ROI Framework
How to Build a Business Case for Reliability Investment
Updated April 2026 · Template for SRE leads, VP Engineering, CTO
The ROI Formula
Annual Savings = Expected Annual Downtime Cost x Outage Reduction %
ROI = Annual Savings / Annual Investment Cost
Payback (months) = 12 / ROIStart with the downtime cost calculator to get your Expected Annual Downtime Cost.
Worked Example: Justifying SRE Investment
Company profile: $50M ARR SaaS company, 200 employees, currently experiencing 4 significant outages per year averaging 3 hours each. Per-hour cost calculated at $180,000 (using our calculator with SaaS defaults).
| Input | Value | Notes |
|---|---|---|
| Per-hour downtime cost | $180,000/hr | From calculator |
| Outages per year | 4 | Historical average |
| Average duration | 3 hours | From post-mortems |
| Expected annual cost | $2,160,000 | 4 x 3h x $180K |
| Proposed investment | $350,000/yr | 1 senior SRE salary + overhead |
| Expected reduction | 60% | Industry benchmark for SRE hire |
| Annual savings | $1,296,000 | $2.16M x 60% |
| Net benefit | $946,000/yr | $1.296M - $350K |
| Payback period | ~3 months | $350K / $1.296M x 12 |
CFO takeaway: Hiring one SRE at $350,000/year (all-in) produces $946,000 in net annual benefit. Payback in approximately 3 months. This is a stronger ROI than most product features.
Reliability Investment Options
SRE Headcount (1 senior SRE)
Reduces mean time to detection and recovery; enables proactive reliability work; handles on-call rotation properly.
Observability Tooling (Datadog/Grafana Cloud)

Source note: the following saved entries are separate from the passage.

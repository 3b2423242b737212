//! document_fetch tool implementation.
//!
//! Fetches a URL through the cached retry pipeline and returns the body
//! interpreted by the requested accept kind.

use std::collections::BTreeMap;

use docfetch_client::{AcceptKind, ResilientFetcher};
use docfetch_core::Error;
use rmcp::{ErrorData as McpError, model::CallToolResult};
use schemars::JsonSchema;
use serde::{Deserialize, Serialize};
use tokio_util::sync::CancellationToken;

use super::{json_result, query_pairs, require_url};

/// Input parameters for the document_fetch tool.
#[derive(Debug, Clone, Serialize, Deserialize, JsonSchema)]
pub struct DocumentFetchParams {
    /// The URL to fetch.
    pub url: String,

    /// Query parameters merged into the URL's query string.
    #[serde(default)]
    pub params: Option<BTreeMap<String, String>>,

    /// How to interpret the body: json (default), pdf, html, image or binary.
    #[serde(default)]
    pub accept: AcceptKind,
}

/// Output structure for the document_fetch tool.
#[derive(Debug, Clone, Serialize)]
pub struct DocumentFetchOutput {
    /// Canonical URL, also used as the cache key.
    pub url: String,
    pub accept: AcceptKind,
    pub from_cache: bool,
    /// Network attempts made; 0 when served from cache.
    pub attempts: u32,
    pub size_bytes: usize,
    /// Parsed body (json only).
    #[serde(skip_serializing_if = "Option::is_none")]
    pub data: Option<serde_json::Value>,
    /// Body decoded as UTF-8 (html only).
    #[serde(skip_serializing_if = "Option::is_none")]
    pub text: Option<String>,
}

/// Implementation of the document_fetch tool.
pub async fn fetch_impl(
    fetcher: &ResilientFetcher, cancel: &CancellationToken, params: DocumentFetchParams,
) -> Result<CallToolResult, McpError> {
    require_url(&params.url)?;

    let doc = fetcher
        .fetch(cancel, &params.url, &query_pairs(params.params.as_ref()), params.accept)
        .await?;

    let (data, text) = match params.accept {
        AcceptKind::Json => {
            let value = serde_json::from_slice(&doc.bytes)
                .map_err(|e| Error::Decode { url: doc.url.clone(), message: e.to_string() })?;
            (Some(value), None)
        }
        AcceptKind::Html => (None, Some(String::from_utf8_lossy(&doc.bytes).into_owned())),
        AcceptKind::Pdf | AcceptKind::Image | AcceptKind::Binary => (None, None),
    };

    json_result(&DocumentFetchOutput {
        url: doc.url,
        accept: params.accept,
        from_cache: doc.from_cache,
        attempts: doc.attempts,
        size_bytes: doc.bytes.len(),
        data,
        text,
    })
}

Faster detection reduces outage duration. Every minute of faster detection = minutes of saved downtime cost. See monitoringcost.com for tool pricing.
Multi-AZ Architecture Upgrade
Eliminates single-AZ as a failure domain. Reduces severe outage frequency significantly. One-time design cost plus ongoing infra delta.
Incident Management Platform (PagerDuty/Incident.io)
Faster escalation, better runbooks, automated incident coordination reduces MTTR. See pagerdutypricing.com for current rates.
Multi-Region Active-Active
Eliminates single-region dependency. Required for 99.999% SLA targets. Significant engineering investment and ongoing operational complexity.
5-Slide CFO Deck Structure
Slide 1: The Current Cost
Show 12 months of outage incidents: date, duration, estimated cost. Total to an annual figure. Source: your internal post-mortems or SRE report. Use ITIC 2024 as a floor if internal data is incomplete.
Slide 2: Industry Benchmark Comparison
Show that your per-hour cost and frequency are above or below the ITIC 2024 benchmark for your sector. This validates that your calculation methodology is credible, not just self-reported.
Slide 3: The Proposed Investment
Describe the specific investment: headcount, tooling, infrastructure upgrade. Show the annual cost and what you expect it to change (metric: MTTR reduction, outage frequency reduction).
Slide 4: The ROI Calculation
Walk through the formula: Expected Annual Cost x Reduction % - Investment Cost = Net Benefit. Show three scenarios: conservative (40%), expected (60%), optimistic (80%). Show payback months for each.
Slide 5: Risk of Inaction
Reference a real incident from /case-studies that is comparable to your industry and company size. CrowdStrike for SaaS/enterprise. Healthcare examples for healthcare. Frame it: one of these events is the downside case if no investment is made.
Handling CFO Objections
"We haven't had an outage in 6 months. Why invest now?"
Absence of outages is not evidence of absence of risk. Show the SLA allowance math: at 99.9% SLA, you are owed 8.75 hours of downtime per year. The 6 months of stability may reflect luck or the absence of a triggering event. Reference CrowdStrike: every affected organization was fine until July 19 at 04:09 UTC.
"$300K/hr seems too high. Our revenue is only $20M/year."
The per-hour figure includes productivity loss (your employees not working), recovery cost, and reputation/churn - not just revenue. For a $20M ARR company with 50 employees, the productivity cost alone is approximately $4,250/hr. Full calculation with all components is in the /how-to-calculate page.
"We use AWS, they have 99.99% SLA - that covers us."
The SLA covers your monthly AWS bill, not your revenue loss. See /sla-credits for the exact math. If your AWS spend is $5,000/month and you have a 99.99% SLA breach, your maximum credit is $500. If the outage costs $50,000 in lost revenue, the credit covers 1% of the loss.